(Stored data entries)
*** Block opens ***

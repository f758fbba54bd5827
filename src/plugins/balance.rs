//! Balance and point history.

use teloxide::prelude::*;

use crate::bot::dispatcher::{AppState, ThrottledBot};
use crate::database::{PointEntry, UserAccount};
use crate::i18n::{format_text, get_text};
use crate::utils::{format_points, format_timestamp, html_escape};

use super::{reply_html, require_account};

/// Entries shown under the balance.
const BALANCE_HISTORY: usize = 10;
/// Entries shown by /history.
const HISTORY_SHOWN: usize = 25;

/// Handle /balance and the balance button.
pub async fn balance_command(bot: ThrottledBot, msg: Message, state: AppState) -> anyhow::Result<()> {
    let Some((account, lang)) = require_account(&bot, &msg, &state).await? else {
        return Ok(());
    };

    let mut text = format_text(
        lang,
        "balance.summary",
        &[
            ("points", &format_points(account.points, lang)),
            ("referrals", &account.referral_count.to_string()),
        ],
    );
    text.push_str("\n\n");
    text.push_str(&render_history(&account, lang, BALANCE_HISTORY));
    reply_html(&bot, &msg, text).await
}

/// Handle /history.
pub async fn history_command(bot: ThrottledBot, msg: Message, state: AppState) -> anyhow::Result<()> {
    let Some((account, lang)) = require_account(&bot, &msg, &state).await? else {
        return Ok(());
    };
    reply_html(&bot, &msg, render_history(&account, lang, HISTORY_SHOWN)).await
}

/// Newest-first history block.
pub fn render_history(account: &UserAccount, lang: &str, limit: usize) -> String {
    let lines: Vec<String> = account
        .recent_history(limit)
        .map(|entry| render_entry(entry, lang))
        .collect();

    if lines.is_empty() {
        return get_text(lang, "balance.history_empty");
    }
    format!("{}\n{}", get_text(lang, "balance.history_header"), lines.join("\n"))
}

fn render_entry(entry: &PointEntry, lang: &str) -> String {
    let sign = if entry.amount >= 0 { "+" } else { "" };
    let note = entry
        .note
        .as_deref()
        .map(|n| format!(" ({})", html_escape(n)))
        .unwrap_or_default();

    format!(
        "<code>{}</code> {}{} {}{}",
        format_timestamp(entry.at),
        sign,
        format_points(entry.amount, lang),
        get_text(lang, &format!("history.{}", entry.kind.as_str())),
        note,
    )
}

#[cfg(test)]
mod tests {
    use super::*;
    use crate::database::PointKind;

    fn account(history: Vec<PointEntry>) -> UserAccount {
        UserAccount {
            user_id: 1,
            username: None,
            first_name: "Ana".to_string(),
            lang: None,
            points: 30,
            history,
            referred_by: None,
            referral_count: 0,
            last_daily: None,
            last_spin: None,
            last_quiz: None,
            created_at: 0,
        }
    }

    #[test]
    fn test_empty_history() {
        assert_eq!(
            render_history(&account(vec![]), "en", 5),
            get_text("en", "balance.history_empty")
        );
    }

    #[test]
    fn test_history_newest_first() {
        let history = vec![
            PointEntry::new(PointKind::Daily, 20, None, 0),
            PointEntry::new(PointKind::Withdraw, -1500, Some("<x>".to_string()), 60),
        ];
        let text = render_history(&account(history), "en", 5);
        let lines: Vec<&str> = text.lines().collect();

        assert_eq!(lines.len(), 3);
        assert!(lines[1].contains("-1,500 Withdraw (&lt;x&gt;)"));
        assert!(lines[2].contains("+20 Daily bonus"));
    }
}
//! Quiz repository.

use futures::TryStreamExt;
use mongodb::bson::{doc, from_document};
use mongodb::Collection;
use tracing::{info, warn};

use crate::database::models::quiz::default_quizzes;
use crate::database::models::Quiz;
use crate::database::Database;

/// Repository for quiz questions.
pub struct QuizRepository {
    db: Database,
    collection: Collection<Quiz>,
}

impl QuizRepository {
    pub fn new(db: &Database) -> Self {
        Self {
            db: db.clone(),
            collection: db.collection("quizzes"),
        }
    }

    /// Pick one active quiz at random (server-side `$sample`).
    pub async fn random_active(&self) -> mongodb::error::Result<Option<Quiz>> {
        let mut cursor = self
            .collection
            .aggregate(vec![
                doc! { "$match": { "active": true } },
                doc! { "$sample": { "size": 1 } },
            ])
            .await?;

        match cursor.try_next().await? {
            Some(document) => match from_document::<Quiz>(document) {
                Ok(quiz) => Ok(Some(quiz)),
                Err(e) => {
                    warn!("Skipping malformed quiz document: {}", e);
                    Ok(None)
                }
            },
            None => Ok(None),
        }
    }

    pub async fn get(&self, quiz_id: i64) -> mongodb::error::Result<Option<Quiz>> {
        self.collection.find_one(doc! { "quiz_id": quiz_id }).await
    }

    /// Validate and store a new quiz. Returns `None` if the input is malformed.
    pub async fn create(
        &self,
        question: String,
        options: Vec<String>,
        answer: i32,
        reward: i64,
    ) -> mongodb::error::Result<Option<Quiz>> {
        // Validate before consuming a sequence number.
        if Quiz::new(0, question.clone(), options.clone(), answer, reward).is_none() {
            return Ok(None);
        }

        let quiz_id = self.db.next_sequence("quizzes").await?;
        let Some(quiz) = Quiz::new(quiz_id, question, options, answer, reward) else {
            return Ok(None);
        };
        self.collection.insert_one(&quiz).await?;
        Ok(Some(quiz))
    }

    pub async fn list(&self) -> mongodb::error::Result<Vec<Quiz>> {
        self.collection
            .find(doc! {})
            .sort(doc! { "quiz_id": 1 })
            .await?
            .try_collect()
            .await
    }

    pub async fn delete(&self, quiz_id: i64) -> mongodb::error::Result<bool> {
        let result = self.collection.delete_one(doc! { "quiz_id": quiz_id }).await?;
        Ok(result.deleted_count > 0)
    }

    /// Insert the built-in questions if the collection is empty.
    pub async fn seed_defaults(&self, reward: i64) -> mongodb::error::Result<usize> {
        if self.collection.count_documents(doc! {}).await? > 0 {
            return Ok(0);
        }

        let mut seeded = 0;
        for (question, options, answer) in default_quizzes() {
            let options = options.into_iter().map(String::from).collect();
            if self.create(question.to_string(), options, answer, reward).await?.is_some() {
                seeded += 1;
            }
        }

        info!("Seeded {} default quizzes", seeded);
        Ok(seeded)
    }
}
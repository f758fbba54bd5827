//! Ad placement repository.
//!
//! The active set is read on every `/watch` hit, so it is served from a
//! short snapshot cache that admin edits invalidate.

use futures::TryStreamExt;
use mongodb::bson::doc;
use mongodb::Collection;
use rand::seq::SliceRandom;
use tracing::debug;

use crate::cache::{CacheConfig, TypedCache};
use crate::database::models::Ad;
use crate::database::Database;

/// Repository for ads.
pub struct AdRepository {
    db: Database,
    collection: Collection<Ad>,
    active: TypedCache<(), Vec<Ad>>,
}

impl AdRepository {
    pub fn new(db: &Database) -> Self {
        Self {
            db: db.clone(),
            collection: db.collection("ads"),
            active: TypedCache::new("active_ads", CacheConfig::snapshot()),
        }
    }

    /// Pick one active ad uniformly at random.
    pub async fn random_active(&self) -> mongodb::error::Result<Option<Ad>> {
        let ads = self.active().await?;
        Ok(ads.choose(&mut rand::thread_rng()).cloned())
    }

    async fn active(&self) -> mongodb::error::Result<Vec<Ad>> {
        if let Some(ads) = self.active.get(&()) {
            return Ok(ads);
        }

        let ads: Vec<Ad> = self
            .collection
            .find(doc! { "active": true })
            .await?
            .try_collect()
            .await?;
        debug!("Loaded {} active ads into {}", ads.len(), self.active.name());

        self.active.insert((), ads.clone());
        Ok(ads)
    }

    pub async fn create(
        &self,
        title: String,
        script_url: String,
        show_fn: String,
        reward: i64,
    ) -> mongodb::error::Result<Ad> {
        let ad_id = self.db.next_sequence("ads").await?;
        let ad = Ad::new(ad_id, title, script_url, show_fn, reward, chrono::Utc::now().timestamp());
        self.collection.insert_one(&ad).await?;
        self.active.invalidate_all();
        Ok(ad)
    }

    pub async fn list(&self) -> mongodb::error::Result<Vec<Ad>> {
        self.collection
            .find(doc! {})
            .sort(doc! { "ad_id": 1 })
            .await?
            .try_collect()
            .await
    }

    /// Flip the active flag. Returns the new state, or `None` if missing.
    pub async fn toggle(&self, ad_id: i64) -> mongodb::error::Result<Option<bool>> {
        let Some(ad) = self.collection.find_one(doc! { "ad_id": ad_id }).await? else {
            return Ok(None);
        };

        let active = !ad.active;
        self.collection
            .update_one(doc! { "ad_id": ad_id }, doc! { "$set": { "active": active } })
            .await?;
        self.active.invalidate_all();
        Ok(Some(active))
    }

    pub async fn delete(&self, ad_id: i64) -> mongodb::error::Result<bool> {
        let result = self.collection.delete_one(doc! { "ad_id": ad_id }).await?;
        self.active.invalidate_all();
        Ok(result.deleted_count > 0)
    }

    /// Count a completed view.
    pub async fn record_view(&self, ad_id: i64) -> mongodb::error::Result<()> {
        self.collection
            .update_one(doc! { "ad_id": ad_id }, doc! { "$inc": { "views": 1_i64 } })
            .await?;
        Ok(())
    }
}
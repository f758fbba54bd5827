//! Poinbot - Telegram ad rewards bot.
//!
//! Users earn points by watching ads, claiming a daily bonus, spinning a
//! Lucky Spin, answering quizzes and inviting friends, then cash them out
//! through withdrawals approved by the owners.
//!
//! ## Architecture
//!
//! - `config` - Environment configuration
//! - `database` - MongoDB models and repositories
//! - `cache` - TTL caches with Moka
//! - `rewards` - Claim windows, spin rolls, withdraw rules, ad sessions
//! - `ledger` - Point operations spanning several repositories
//! - `bot` - Dispatcher, runtime and notifications (with Throttle)
//! - `plugins` - Command, menu and callback handlers
//! - `web` - Ad watch page, reward callback and admin panel
//! - `i18n` - Indonesian and English texts
//! - `utils` - Formatting helpers

mod bot;
mod cache;
mod config;
mod database;
mod i18n;
mod ledger;
mod plugins;
mod rewards;
mod utils;
mod web;

use std::sync::Arc;
use std::time::{Duration, Instant};

use teloxide::adaptors::throttle::Limits;
use teloxide::prelude::*;
use tracing::{debug, info, warn};
use tracing_subscriber::EnvFilter;

use bot::AppState;
use config::Config;
use database::Database;

#[cfg(not(target_env = "msvc"))]
#[global_allocator]
static GLOBAL: tikv_jemallocator::Jemalloc = tikv_jemallocator::Jemalloc;

/// How often expired ad sessions are dropped.
const SESSION_PURGE_INTERVAL: Duration = Duration::from_secs(60);

#[tokio::main]
async fn main() -> anyhow::Result<()> {
    // Load .env file first (before anything else)
    dotenvy::dotenv().ok();

    // If RUST_LOG is not set, default to "info" level for our crate
    let filter = EnvFilter::try_from_default_env()
        .unwrap_or_else(|_| EnvFilter::new("poinbot=info,teloxide=warn"));

    tracing_subscriber::fmt()
        .with_env_filter(filter)
        .init();

    info!("Starting Poinbot...");

    let config = Arc::new(Config::from_env()?);
    info!("Configuration loaded successfully");
    info!("Bot mode: {:?}", config.bot_mode);

    i18n::init();

    info!("Connecting to MongoDB...");
    let db = Database::connect(&config.mongodb_uri, &config.mongodb_database).await?;
    info!("Database connected");

    // Initialize bot with Throttle for automatic rate limiting
    let bot = Bot::new(&config.bot_token).throttle(Limits::default());
    info!("Bot initialized with rate limiting (Throttle)");

    // Get bot username from config or fallback to get_me()
    let bot_username = match config.bot_username.clone() {
        Some(username) => username,
        None => bot.get_me().await?.username().to_string(),
    };
    info!("Using bot username: @{}", bot_username);

    if config.owner_ids.is_empty() {
        warn!("No owner IDs configured (OWNER_IDS is empty)");
    } else {
        info!("Bot owners: {:?}", config.owner_ids);
    }

    let state = AppState::new(&db, config.clone(), bot_username);

    let seeded = state.quizzes.seed_defaults(config.rewards.quiz).await?;
    if seeded > 0 {
        info!("Seeded {} quizzes into an empty collection", seeded);
    }

    spawn_session_purge(&state);

    bot::run(&config, bot, state).await?;

    info!("Poinbot stopped");
    Ok(())
}

/// Periodically drop ad sessions nobody redeemed.
fn spawn_session_purge(state: &AppState) {
    let sessions = state.ledger.sessions.clone();
    tokio::spawn(async move {
        let mut interval = tokio::time::interval(SESSION_PURGE_INTERVAL);
        loop {
            interval.tick().await;
            let purged = sessions.purge_expired(Instant::now());
            if purged > 0 {
                debug!("Purged {} expired ad sessions ({} open)", purged, sessions.len());
            }
        }
    });
}
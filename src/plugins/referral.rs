//! Referral link.

use teloxide::prelude::*;

use crate::bot::dispatcher::{AppState, ThrottledBot};
use crate::i18n::format_text;
use crate::utils::format_points;

use super::{reply_html, require_account};

/// Handle /ref and the referral button.
pub async fn ref_command(bot: ThrottledBot, msg: Message, state: AppState) -> anyhow::Result<()> {
    let Some((account, lang)) = require_account(&bot, &msg, &state).await? else {
        return Ok(());
    };

    let text = format_text(
        lang,
        "referral.link",
        &[
            ("link", &referral_link(&state.bot_username, account.user_id)),
            ("points", &format_points(state.rewards().referral, lang)),
            ("count", &account.referral_count.to_string()),
        ],
    );
    reply_html(&bot, &msg, text).await
}

/// Deep link that registers the opener as referred by `user_id`.
pub fn referral_link(bot_username: &str, user_id: i64) -> String {
    format!("https://t.me/{bot_username}?start={user_id}")
}

#[cfg(test)]
mod tests {
    use super::*;
    use crate::rewards::parse_referrer;

    #[test]
    fn test_link_payload_parses_back() {
        let link = referral_link("poin_bot", 4242);
        assert_eq!(link, "https://t.me/poin_bot?start=4242");

        let payload = link.split("start=").nth(1).unwrap();
        assert_eq!(parse_referrer(payload, 1), Some(4242));
    }
}
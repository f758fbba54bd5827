//! Watch-ads link.

use teloxide::prelude::*;

use crate::bot::dispatcher::{AppState, ThrottledBot};
use crate::i18n::format_text;
use crate::utils::html_escape;

use super::{reply_html, require_account};

/// Handle /watch and the watch-ads button.
pub async fn watch_command(bot: ThrottledBot, msg: Message, state: AppState) -> anyhow::Result<()> {
    let Some((account, lang)) = require_account(&bot, &msg, &state).await? else {
        return Ok(());
    };

    let url = state.watch_url(account.user_id);
    let text = format_text(lang, "watch.link", &[("url", &html_escape(&url))]);
    reply_html(&bot, &msg, text).await
}
//! Daily quiz.
//!
//! `/quiz` sends a random active question with one inline button per
//! option. The answer consumes the day's quiz window whether or not it is
//! correct; only a correct answer pays.

use teloxide::prelude::*;
use teloxide::types::{InlineKeyboardButton, InlineKeyboardMarkup, ParseMode};
use tracing::warn;

use crate::bot::dispatcher::{AppState, ThrottledBot};
use crate::database::Quiz;
use crate::i18n::{format_text, get_text};
use crate::rewards::{cooldown_remaining, ClaimKind, RewardError};
use crate::utils::{format_points, html_escape};

use super::bonus::cooldown_text;
use super::{reply_html, require_account, reward_error_text};

/// Callback data prefix: `quiz:<quiz_id>:<option>`.
pub const CALLBACK_PREFIX: &str = "quiz:";

/// Handle /quiz and the quiz button.
pub async fn quiz_command(bot: ThrottledBot, msg: Message, state: AppState) -> anyhow::Result<()> {
    let Some((account, lang)) = require_account(&bot, &msg, &state).await? else {
        return Ok(());
    };

    let now = chrono::Utc::now().timestamp();
    if let Some(remaining) = cooldown_remaining(account.last_quiz, now) {
        return reply_html(&bot, &msg, cooldown_text(lang, ClaimKind::Quiz, remaining)).await;
    }

    let Some(quiz) = state.quizzes.random_active().await? else {
        return reply_html(&bot, &msg, get_text(lang, "quiz.empty")).await;
    };

    bot.send_message(msg.chat.id, question_text(&quiz, lang))
        .parse_mode(ParseMode::Html)
        .reply_markup(answer_keyboard(&quiz))
        .await?;

    Ok(())
}

/// Handle a press on one of the answer buttons.
pub async fn quiz_callback(bot: ThrottledBot, q: CallbackQuery, state: AppState) -> anyhow::Result<()> {
    let Some((quiz_id, option)) = q.data.as_deref().and_then(parse_callback) else {
        bot.answer_callback_query(&q.id).await?;
        return Ok(());
    };

    let user_id = q.from.id.0 as i64;
    let account = state.users.get(user_id).await?;
    let lang = state.locale(account.as_ref(), Some(&q.from));

    let quiz = state.quizzes.get(quiz_id).await?.filter(|quiz| quiz.active);
    let Some(quiz) = quiz else {
        bot.answer_callback_query(&q.id)
            .text(get_text(lang, "quiz.expired"))
            .await?;
        return Ok(());
    };

    let correct = quiz.is_correct(option);
    let amount = if correct { quiz.reward } else { 0 };
    let now = chrono::Utc::now().timestamp();

    let result = match state
        .users
        .claim(user_id, ClaimKind::Quiz, amount, Some(format!("#{quiz_id}")), now)
        .await
    {
        Ok(_) if correct => format_text(lang, "quiz.correct", &[("points", &format_points(amount, lang))]),
        Ok(_) => format_text(
            lang,
            "quiz.wrong",
            &[("answer", &html_escape(quiz.correct_option().unwrap_or("-")))],
        ),
        Err(RewardError::Cooldown { remaining }) => {
            bot.answer_callback_query(&q.id)
                .text(cooldown_text(lang, ClaimKind::Quiz, remaining))
                .show_alert(true)
                .await?;
            return Ok(());
        }
        Err(e) => {
            bot.answer_callback_query(&q.id)
                .text(reward_error_text(lang, &e))
                .await?;
            return Ok(());
        }
    };

    bot.answer_callback_query(&q.id).await?;

    let text = format!("{}\n\n{}", question_text(&quiz, lang), result);
    match q.message.as_ref() {
        Some(message) => {
            if let Err(e) = bot
                .edit_message_text(message.chat().id, message.id(), text)
                .parse_mode(ParseMode::Html)
                .await
            {
                warn!("Failed to edit quiz message for {}: {}", user_id, e);
            }
        }
        None => {
            bot.send_message(ChatId(user_id), text)
                .parse_mode(ParseMode::Html)
                .await?;
        }
    }

    Ok(())
}

fn question_text(quiz: &Quiz, lang: &str) -> String {
    format_text(
        lang,
        "quiz.question",
        &[
            ("question", &html_escape(&quiz.question)),
            ("points", &format_points(quiz.reward, lang)),
        ],
    )
}

/// One button per option, each on its own row.
fn answer_keyboard(quiz: &Quiz) -> InlineKeyboardMarkup {
    InlineKeyboardMarkup::new(quiz.options.iter().enumerate().map(|(i, option)| {
        vec![InlineKeyboardButton::callback(
            option.clone(),
            format!("{}{}:{}", CALLBACK_PREFIX, quiz.quiz_id, i),
        )]
    }))
}

/// Parse `quiz:<quiz_id>:<option>`.
pub fn parse_callback(data: &str) -> Option<(i64, usize)> {
    let rest = data.strip_prefix(CALLBACK_PREFIX)?;
    let (quiz_id, option) = rest.split_once(':')?;
    Some((quiz_id.parse().ok()?, option.parse().ok()?))
}

#[cfg(test)]
mod tests {
    use super::*;
    use teloxide::types::InlineKeyboardButtonKind;

    #[test]
    fn test_parse_callback() {
        assert_eq!(parse_callback("quiz:12:3"), Some((12, 3)));
        assert_eq!(parse_callback("quiz:12"), None);
        assert_eq!(parse_callback("quiz:x:1"), None);
        assert_eq!(parse_callback("quiz:1:-1"), None);
        assert_eq!(parse_callback("other:1:1"), None);
    }

    #[test]
    fn test_keyboard_round_trips_through_parser() {
        let quiz = Quiz::new(7, "Q?".into(), vec!["a".into(), "b".into(), "c".into()], 1, 15).unwrap();
        let keyboard = answer_keyboard(&quiz);
        assert_eq!(keyboard.inline_keyboard.len(), 3);

        let InlineKeyboardButtonKind::CallbackData(data) = &keyboard.inline_keyboard[2][0].kind else {
            panic!("expected callback button");
        };
        assert_eq!(parse_callback(data), Some((7, 2)));
    }
}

*** Block closes ***

#### PROBLEM REQUIREMENTS:
Find the lines in the records above that hold the word "UserAccount", and give only how many there are.

#### ANSWER SPACE:
4